/---

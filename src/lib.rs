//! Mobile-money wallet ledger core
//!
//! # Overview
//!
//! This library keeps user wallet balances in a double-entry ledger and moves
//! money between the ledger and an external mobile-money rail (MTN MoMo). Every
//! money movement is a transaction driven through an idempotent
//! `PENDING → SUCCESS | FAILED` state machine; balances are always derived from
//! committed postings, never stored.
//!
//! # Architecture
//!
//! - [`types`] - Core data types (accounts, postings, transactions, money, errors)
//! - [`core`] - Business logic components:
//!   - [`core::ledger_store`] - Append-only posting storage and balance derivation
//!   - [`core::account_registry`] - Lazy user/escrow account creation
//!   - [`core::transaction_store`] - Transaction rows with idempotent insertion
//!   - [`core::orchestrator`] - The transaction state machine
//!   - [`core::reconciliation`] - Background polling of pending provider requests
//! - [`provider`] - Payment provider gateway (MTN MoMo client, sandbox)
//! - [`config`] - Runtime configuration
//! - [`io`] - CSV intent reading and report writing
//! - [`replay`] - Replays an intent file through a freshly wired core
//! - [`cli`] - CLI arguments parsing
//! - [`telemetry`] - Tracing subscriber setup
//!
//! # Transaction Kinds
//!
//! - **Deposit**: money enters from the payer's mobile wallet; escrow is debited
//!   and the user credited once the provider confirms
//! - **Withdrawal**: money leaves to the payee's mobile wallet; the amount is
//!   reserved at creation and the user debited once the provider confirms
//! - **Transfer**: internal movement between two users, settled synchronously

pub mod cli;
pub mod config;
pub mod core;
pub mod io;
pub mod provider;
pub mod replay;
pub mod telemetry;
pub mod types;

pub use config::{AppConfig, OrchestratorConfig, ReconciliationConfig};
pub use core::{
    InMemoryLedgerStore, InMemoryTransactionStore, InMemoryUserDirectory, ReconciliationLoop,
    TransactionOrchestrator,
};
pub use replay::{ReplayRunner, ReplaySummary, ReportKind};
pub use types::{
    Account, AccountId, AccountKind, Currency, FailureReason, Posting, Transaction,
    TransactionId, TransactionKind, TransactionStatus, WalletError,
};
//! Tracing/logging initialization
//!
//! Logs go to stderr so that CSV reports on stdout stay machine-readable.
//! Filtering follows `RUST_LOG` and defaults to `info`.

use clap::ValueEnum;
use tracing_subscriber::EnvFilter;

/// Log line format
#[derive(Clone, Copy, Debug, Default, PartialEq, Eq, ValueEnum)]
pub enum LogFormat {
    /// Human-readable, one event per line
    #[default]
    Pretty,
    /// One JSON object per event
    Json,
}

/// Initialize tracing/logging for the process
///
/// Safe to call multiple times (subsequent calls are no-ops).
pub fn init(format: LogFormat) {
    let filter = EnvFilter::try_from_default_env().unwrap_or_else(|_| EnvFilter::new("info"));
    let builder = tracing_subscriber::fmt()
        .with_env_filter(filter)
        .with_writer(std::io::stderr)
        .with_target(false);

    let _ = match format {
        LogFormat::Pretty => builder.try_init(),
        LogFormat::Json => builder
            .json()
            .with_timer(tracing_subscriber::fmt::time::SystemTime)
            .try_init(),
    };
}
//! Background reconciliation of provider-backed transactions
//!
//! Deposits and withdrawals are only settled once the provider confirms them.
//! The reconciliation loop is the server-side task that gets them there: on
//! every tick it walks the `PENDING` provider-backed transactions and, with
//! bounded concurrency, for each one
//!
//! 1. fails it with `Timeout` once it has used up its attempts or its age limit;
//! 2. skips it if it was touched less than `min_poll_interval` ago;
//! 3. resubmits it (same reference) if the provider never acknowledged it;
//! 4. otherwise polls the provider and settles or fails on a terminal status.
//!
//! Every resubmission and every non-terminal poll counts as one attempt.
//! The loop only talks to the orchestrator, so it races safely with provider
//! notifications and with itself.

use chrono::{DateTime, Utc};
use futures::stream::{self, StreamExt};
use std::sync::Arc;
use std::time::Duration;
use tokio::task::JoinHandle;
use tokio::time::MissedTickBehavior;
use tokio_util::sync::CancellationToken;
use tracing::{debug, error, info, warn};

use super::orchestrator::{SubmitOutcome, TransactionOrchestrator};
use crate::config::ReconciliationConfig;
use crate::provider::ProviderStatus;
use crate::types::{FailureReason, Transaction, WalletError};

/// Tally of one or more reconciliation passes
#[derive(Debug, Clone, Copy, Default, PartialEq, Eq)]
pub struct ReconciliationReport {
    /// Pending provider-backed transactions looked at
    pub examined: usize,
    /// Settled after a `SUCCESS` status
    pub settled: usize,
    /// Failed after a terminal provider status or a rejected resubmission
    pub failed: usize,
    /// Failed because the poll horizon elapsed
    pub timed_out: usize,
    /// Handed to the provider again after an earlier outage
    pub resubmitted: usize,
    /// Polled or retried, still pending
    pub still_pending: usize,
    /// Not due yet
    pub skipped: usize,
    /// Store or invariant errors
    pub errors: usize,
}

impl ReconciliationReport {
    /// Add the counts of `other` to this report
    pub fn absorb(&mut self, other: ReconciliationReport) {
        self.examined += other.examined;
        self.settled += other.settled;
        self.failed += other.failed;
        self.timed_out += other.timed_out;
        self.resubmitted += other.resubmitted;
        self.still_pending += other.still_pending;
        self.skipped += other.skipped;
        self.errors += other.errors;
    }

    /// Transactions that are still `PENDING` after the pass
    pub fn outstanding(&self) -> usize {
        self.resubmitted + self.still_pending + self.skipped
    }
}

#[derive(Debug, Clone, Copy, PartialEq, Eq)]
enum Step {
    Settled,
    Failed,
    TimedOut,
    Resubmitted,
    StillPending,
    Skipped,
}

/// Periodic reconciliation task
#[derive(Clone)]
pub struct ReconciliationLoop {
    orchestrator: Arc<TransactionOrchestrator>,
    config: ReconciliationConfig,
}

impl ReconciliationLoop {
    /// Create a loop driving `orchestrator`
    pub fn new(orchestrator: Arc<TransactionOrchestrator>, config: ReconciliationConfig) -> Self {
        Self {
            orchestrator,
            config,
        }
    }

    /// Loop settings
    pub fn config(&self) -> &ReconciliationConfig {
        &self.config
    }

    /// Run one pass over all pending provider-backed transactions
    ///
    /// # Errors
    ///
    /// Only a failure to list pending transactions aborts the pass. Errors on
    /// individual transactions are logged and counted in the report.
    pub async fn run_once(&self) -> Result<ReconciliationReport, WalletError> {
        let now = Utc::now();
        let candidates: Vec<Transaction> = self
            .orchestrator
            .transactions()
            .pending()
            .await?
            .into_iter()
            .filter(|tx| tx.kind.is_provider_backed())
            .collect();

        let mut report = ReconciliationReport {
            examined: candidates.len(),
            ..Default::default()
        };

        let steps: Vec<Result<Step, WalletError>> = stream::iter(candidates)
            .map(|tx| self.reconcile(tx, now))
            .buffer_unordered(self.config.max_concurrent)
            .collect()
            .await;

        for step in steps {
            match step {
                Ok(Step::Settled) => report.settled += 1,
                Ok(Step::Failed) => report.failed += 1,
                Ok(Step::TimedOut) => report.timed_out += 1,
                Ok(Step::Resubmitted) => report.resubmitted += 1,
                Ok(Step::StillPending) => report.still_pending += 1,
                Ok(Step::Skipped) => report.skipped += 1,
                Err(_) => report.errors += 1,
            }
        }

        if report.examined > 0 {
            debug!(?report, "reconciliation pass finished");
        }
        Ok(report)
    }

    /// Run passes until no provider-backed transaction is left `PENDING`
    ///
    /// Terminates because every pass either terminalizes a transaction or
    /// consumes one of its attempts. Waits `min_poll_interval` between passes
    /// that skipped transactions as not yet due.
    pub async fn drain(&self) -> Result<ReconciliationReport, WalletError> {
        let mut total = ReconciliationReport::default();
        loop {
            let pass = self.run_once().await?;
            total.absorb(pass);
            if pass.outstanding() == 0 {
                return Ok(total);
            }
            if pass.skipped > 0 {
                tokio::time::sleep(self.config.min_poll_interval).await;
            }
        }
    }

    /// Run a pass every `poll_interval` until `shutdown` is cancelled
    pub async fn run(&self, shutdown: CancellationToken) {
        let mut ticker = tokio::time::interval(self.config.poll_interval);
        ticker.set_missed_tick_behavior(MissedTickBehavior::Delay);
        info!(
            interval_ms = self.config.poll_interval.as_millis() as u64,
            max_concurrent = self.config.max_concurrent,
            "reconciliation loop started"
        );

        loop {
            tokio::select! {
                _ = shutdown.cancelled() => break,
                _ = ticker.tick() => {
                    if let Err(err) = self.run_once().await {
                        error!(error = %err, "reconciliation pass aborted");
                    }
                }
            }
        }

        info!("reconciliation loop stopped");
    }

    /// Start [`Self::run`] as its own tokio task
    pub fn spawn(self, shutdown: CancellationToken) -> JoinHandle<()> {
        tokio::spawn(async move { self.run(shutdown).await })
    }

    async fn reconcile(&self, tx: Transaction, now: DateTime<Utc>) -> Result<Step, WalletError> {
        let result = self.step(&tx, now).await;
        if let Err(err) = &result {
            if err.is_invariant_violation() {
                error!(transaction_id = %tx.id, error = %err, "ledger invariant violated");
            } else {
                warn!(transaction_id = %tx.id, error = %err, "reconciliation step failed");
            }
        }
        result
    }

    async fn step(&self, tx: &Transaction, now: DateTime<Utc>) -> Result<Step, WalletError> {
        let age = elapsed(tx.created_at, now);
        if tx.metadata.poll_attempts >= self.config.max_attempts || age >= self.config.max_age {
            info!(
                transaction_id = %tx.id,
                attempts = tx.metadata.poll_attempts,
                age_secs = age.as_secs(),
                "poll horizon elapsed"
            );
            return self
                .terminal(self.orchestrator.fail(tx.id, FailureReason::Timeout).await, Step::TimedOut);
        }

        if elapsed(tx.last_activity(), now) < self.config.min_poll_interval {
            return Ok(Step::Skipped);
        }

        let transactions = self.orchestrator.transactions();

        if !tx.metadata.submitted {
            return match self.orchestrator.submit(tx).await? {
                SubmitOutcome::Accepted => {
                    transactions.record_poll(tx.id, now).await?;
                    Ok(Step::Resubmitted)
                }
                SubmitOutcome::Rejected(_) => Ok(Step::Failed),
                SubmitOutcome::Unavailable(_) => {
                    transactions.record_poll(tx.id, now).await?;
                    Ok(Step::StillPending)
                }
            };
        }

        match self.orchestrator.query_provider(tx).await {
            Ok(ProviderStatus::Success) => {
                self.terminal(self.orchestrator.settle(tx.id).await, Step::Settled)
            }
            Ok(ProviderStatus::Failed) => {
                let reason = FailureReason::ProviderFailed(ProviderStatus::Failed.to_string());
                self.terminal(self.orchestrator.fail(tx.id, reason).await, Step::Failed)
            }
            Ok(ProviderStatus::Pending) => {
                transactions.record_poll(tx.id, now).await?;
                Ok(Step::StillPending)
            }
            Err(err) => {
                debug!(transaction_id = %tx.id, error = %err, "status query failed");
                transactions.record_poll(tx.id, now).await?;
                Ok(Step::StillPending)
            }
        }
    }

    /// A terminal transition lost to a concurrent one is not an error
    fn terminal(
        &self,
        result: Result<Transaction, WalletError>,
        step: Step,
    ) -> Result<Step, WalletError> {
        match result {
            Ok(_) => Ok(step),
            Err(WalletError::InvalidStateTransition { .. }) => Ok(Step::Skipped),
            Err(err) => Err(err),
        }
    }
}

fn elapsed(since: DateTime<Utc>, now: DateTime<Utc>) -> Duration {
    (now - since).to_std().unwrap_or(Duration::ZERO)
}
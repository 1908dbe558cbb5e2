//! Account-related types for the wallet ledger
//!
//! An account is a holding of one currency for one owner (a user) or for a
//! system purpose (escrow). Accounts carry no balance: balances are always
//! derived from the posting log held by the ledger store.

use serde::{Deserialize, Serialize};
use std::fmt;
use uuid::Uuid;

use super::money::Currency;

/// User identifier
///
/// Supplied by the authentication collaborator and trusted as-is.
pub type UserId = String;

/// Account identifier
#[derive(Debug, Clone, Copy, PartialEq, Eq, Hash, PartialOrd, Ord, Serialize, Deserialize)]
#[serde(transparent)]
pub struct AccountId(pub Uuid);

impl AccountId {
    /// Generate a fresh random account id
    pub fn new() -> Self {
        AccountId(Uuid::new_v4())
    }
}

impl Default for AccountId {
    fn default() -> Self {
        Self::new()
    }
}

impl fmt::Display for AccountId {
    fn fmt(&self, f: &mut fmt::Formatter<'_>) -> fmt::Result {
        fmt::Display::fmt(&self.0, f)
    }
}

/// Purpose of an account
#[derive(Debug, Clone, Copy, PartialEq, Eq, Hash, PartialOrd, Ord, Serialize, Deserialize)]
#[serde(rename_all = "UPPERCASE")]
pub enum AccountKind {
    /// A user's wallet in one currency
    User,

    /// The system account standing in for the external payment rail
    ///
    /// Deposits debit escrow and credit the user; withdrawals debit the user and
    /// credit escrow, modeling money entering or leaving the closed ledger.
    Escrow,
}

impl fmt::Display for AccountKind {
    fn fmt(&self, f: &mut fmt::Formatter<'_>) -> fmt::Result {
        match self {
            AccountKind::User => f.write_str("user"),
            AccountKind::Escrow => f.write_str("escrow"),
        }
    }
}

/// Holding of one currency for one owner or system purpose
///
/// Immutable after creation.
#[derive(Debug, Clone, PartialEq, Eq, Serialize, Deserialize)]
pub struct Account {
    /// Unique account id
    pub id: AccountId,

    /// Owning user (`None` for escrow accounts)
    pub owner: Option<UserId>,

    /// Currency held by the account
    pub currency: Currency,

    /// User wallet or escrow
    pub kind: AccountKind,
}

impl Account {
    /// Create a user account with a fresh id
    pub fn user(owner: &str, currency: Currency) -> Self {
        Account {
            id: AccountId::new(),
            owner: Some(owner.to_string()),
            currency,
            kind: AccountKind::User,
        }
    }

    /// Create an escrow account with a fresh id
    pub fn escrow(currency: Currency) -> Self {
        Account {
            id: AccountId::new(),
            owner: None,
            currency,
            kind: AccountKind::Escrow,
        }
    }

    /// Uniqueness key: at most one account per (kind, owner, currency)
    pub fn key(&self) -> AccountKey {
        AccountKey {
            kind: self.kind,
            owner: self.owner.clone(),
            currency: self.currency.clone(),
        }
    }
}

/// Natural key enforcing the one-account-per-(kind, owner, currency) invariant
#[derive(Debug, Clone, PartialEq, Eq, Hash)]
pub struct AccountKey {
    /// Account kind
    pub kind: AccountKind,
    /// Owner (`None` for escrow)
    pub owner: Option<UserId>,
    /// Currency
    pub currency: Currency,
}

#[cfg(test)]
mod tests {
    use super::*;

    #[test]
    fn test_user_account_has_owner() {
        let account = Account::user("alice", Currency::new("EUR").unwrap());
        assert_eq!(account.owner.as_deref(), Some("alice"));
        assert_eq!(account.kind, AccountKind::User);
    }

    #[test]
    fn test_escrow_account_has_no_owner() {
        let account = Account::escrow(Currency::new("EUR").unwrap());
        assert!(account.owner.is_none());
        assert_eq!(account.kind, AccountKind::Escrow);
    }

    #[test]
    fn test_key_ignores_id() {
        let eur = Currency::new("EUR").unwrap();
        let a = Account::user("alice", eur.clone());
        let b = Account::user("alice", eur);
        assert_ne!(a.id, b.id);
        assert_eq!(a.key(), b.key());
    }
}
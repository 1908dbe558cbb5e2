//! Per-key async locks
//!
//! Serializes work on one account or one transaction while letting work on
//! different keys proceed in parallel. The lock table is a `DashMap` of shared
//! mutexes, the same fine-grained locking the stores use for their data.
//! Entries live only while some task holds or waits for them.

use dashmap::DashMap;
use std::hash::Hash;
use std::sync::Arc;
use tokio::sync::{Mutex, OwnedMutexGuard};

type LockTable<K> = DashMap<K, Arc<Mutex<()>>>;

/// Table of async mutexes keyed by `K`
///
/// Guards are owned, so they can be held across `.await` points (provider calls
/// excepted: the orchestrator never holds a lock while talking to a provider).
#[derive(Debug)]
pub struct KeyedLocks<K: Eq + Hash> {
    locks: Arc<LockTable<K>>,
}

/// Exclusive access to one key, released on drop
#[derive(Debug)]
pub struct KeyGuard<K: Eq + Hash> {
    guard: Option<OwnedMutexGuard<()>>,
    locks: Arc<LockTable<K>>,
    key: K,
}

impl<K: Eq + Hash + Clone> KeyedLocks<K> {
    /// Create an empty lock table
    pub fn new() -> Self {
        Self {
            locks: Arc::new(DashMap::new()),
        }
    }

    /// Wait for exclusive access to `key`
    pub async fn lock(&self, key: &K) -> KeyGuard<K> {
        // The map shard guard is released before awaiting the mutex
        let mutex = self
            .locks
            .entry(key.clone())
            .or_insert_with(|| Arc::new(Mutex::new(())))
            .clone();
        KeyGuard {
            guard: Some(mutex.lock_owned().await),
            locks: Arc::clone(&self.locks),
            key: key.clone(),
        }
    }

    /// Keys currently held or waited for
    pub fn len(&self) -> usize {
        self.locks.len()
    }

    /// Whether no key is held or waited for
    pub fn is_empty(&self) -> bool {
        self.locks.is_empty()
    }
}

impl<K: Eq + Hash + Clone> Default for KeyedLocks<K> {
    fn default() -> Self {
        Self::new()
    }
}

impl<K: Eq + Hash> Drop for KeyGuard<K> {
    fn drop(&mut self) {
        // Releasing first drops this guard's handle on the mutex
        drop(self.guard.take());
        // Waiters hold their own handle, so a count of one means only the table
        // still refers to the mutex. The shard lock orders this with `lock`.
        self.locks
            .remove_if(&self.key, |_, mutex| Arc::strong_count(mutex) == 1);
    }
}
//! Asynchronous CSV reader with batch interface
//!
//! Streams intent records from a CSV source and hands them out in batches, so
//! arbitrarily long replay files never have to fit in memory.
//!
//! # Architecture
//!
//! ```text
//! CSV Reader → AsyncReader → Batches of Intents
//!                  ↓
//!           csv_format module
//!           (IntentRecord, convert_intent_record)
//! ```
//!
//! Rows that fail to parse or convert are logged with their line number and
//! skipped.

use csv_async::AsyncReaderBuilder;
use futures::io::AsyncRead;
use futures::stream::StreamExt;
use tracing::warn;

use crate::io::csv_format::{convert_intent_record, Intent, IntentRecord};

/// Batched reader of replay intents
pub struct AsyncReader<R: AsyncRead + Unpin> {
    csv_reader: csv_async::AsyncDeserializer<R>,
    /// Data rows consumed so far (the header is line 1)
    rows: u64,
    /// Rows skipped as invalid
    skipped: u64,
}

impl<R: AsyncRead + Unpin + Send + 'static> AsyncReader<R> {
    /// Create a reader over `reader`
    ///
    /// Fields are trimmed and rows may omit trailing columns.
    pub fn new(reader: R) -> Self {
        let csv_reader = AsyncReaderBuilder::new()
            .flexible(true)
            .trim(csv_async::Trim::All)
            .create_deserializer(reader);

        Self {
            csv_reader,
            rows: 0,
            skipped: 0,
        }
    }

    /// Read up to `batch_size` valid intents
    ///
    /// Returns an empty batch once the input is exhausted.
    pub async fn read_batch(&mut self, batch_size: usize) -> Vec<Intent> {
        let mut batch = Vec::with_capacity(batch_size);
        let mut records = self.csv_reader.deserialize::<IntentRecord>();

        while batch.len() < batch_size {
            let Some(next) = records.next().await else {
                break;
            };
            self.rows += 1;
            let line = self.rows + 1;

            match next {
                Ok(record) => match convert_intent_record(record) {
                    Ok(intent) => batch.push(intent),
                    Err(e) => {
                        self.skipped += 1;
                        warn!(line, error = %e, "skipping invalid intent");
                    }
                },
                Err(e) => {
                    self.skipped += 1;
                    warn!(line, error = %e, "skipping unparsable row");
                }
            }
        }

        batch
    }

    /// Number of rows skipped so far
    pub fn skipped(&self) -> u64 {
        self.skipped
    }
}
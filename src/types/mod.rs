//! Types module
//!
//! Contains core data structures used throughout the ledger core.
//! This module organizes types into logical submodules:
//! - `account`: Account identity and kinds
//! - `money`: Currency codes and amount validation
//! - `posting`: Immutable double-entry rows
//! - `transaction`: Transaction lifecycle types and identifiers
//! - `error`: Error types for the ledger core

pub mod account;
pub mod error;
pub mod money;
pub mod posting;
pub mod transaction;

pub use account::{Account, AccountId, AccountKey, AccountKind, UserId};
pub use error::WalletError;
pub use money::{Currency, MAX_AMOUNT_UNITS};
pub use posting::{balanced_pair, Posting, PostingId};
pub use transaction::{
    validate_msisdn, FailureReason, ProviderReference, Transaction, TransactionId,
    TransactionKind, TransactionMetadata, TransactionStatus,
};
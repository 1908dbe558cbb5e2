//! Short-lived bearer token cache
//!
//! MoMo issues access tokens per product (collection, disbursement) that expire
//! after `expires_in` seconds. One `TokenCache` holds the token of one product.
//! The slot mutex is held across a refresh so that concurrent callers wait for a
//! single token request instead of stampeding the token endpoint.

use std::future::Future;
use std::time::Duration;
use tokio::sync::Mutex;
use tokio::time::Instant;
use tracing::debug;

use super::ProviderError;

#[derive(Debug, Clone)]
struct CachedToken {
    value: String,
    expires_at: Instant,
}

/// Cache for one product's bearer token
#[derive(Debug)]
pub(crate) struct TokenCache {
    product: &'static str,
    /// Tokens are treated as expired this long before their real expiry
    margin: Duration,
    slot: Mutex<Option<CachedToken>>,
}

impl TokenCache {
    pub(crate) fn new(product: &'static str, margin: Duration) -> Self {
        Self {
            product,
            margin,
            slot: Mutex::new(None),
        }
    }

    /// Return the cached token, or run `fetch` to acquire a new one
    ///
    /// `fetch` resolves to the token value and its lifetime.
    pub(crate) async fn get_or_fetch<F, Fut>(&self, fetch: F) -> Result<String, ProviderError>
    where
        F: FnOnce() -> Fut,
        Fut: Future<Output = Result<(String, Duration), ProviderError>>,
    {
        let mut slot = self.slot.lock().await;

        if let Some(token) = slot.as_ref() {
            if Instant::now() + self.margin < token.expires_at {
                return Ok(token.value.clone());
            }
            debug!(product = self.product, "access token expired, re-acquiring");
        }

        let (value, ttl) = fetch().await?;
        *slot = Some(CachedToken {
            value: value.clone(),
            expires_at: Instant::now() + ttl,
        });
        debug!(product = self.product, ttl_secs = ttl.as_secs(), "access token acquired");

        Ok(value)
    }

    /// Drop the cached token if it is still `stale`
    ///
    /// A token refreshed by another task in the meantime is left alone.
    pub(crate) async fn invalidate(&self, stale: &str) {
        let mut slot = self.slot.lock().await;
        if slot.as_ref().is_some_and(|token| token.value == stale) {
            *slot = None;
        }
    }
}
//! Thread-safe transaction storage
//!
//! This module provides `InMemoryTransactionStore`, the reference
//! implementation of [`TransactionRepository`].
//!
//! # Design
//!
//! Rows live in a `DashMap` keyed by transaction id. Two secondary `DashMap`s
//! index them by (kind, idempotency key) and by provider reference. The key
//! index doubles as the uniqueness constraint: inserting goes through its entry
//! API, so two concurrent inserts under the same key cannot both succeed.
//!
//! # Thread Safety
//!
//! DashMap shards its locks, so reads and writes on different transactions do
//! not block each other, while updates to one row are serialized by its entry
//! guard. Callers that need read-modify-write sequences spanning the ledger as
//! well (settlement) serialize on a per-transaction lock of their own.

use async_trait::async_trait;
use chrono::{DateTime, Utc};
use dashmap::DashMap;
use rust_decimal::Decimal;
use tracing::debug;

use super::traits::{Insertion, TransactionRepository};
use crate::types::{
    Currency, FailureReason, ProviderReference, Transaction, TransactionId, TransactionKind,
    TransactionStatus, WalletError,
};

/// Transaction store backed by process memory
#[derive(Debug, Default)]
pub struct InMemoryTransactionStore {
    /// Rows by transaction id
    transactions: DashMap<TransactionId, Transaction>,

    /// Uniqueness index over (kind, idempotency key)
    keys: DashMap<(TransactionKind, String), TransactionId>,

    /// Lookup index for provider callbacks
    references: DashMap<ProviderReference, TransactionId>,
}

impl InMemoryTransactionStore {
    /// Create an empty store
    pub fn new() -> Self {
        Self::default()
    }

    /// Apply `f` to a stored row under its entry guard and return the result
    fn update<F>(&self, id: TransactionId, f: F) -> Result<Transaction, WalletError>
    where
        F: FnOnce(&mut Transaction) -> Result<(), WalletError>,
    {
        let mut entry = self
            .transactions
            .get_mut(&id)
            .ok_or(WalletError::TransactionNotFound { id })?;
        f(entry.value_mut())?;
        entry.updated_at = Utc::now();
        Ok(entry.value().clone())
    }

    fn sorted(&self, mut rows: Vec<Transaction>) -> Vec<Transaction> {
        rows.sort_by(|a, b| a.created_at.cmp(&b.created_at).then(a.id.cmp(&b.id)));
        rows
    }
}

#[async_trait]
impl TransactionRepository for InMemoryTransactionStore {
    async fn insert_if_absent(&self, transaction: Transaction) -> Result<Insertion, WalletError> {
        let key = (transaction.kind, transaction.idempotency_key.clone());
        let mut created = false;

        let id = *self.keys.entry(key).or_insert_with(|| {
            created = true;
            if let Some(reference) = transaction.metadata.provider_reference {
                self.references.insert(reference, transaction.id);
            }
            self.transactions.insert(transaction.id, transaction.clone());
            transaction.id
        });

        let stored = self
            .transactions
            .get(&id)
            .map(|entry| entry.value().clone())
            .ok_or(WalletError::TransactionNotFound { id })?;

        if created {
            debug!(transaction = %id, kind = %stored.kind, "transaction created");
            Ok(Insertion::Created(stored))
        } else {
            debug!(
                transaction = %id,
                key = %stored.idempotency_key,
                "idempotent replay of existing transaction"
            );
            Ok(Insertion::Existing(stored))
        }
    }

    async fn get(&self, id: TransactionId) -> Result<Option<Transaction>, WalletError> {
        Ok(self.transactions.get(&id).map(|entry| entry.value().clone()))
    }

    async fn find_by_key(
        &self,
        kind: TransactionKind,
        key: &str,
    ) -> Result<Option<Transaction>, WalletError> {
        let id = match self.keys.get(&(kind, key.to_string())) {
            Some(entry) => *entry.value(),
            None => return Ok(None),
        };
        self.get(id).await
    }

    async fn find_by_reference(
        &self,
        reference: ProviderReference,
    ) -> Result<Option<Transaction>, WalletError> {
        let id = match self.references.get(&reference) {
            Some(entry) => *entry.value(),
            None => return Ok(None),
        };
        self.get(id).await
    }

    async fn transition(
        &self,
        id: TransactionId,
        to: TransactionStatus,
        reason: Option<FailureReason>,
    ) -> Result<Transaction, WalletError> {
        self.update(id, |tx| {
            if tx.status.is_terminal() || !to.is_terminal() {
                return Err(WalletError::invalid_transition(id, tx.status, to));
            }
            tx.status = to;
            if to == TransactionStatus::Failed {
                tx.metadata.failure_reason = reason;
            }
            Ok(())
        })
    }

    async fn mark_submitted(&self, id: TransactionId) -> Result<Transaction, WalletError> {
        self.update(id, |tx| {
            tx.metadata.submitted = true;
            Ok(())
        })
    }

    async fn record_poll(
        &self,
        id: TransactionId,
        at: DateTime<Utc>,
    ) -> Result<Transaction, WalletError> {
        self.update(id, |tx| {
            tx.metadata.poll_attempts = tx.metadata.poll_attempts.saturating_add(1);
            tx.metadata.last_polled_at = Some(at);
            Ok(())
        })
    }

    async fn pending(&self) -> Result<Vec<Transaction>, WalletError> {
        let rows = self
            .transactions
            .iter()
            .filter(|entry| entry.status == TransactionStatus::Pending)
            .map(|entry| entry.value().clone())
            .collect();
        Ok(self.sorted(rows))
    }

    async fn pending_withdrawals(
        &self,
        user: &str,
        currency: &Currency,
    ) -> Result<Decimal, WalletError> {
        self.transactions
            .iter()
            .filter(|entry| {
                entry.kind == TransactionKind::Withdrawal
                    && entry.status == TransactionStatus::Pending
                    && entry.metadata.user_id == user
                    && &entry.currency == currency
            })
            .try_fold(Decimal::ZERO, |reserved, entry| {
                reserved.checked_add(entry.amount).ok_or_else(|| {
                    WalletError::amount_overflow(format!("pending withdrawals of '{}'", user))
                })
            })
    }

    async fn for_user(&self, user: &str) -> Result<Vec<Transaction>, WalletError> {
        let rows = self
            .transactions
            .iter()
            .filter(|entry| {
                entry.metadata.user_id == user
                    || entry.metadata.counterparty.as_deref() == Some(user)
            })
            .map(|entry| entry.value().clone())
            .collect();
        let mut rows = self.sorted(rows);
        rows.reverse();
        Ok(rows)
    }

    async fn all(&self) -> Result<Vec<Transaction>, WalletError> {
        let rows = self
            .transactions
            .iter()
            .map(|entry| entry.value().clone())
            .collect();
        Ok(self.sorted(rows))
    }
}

\---

_What is required_
In the data above, which lines have "postings"? Report each of them.

_Exercise output_
//! committed postings, never stored.
//! - [`types`] - Core data types (accounts, postings, transactions, money, errors)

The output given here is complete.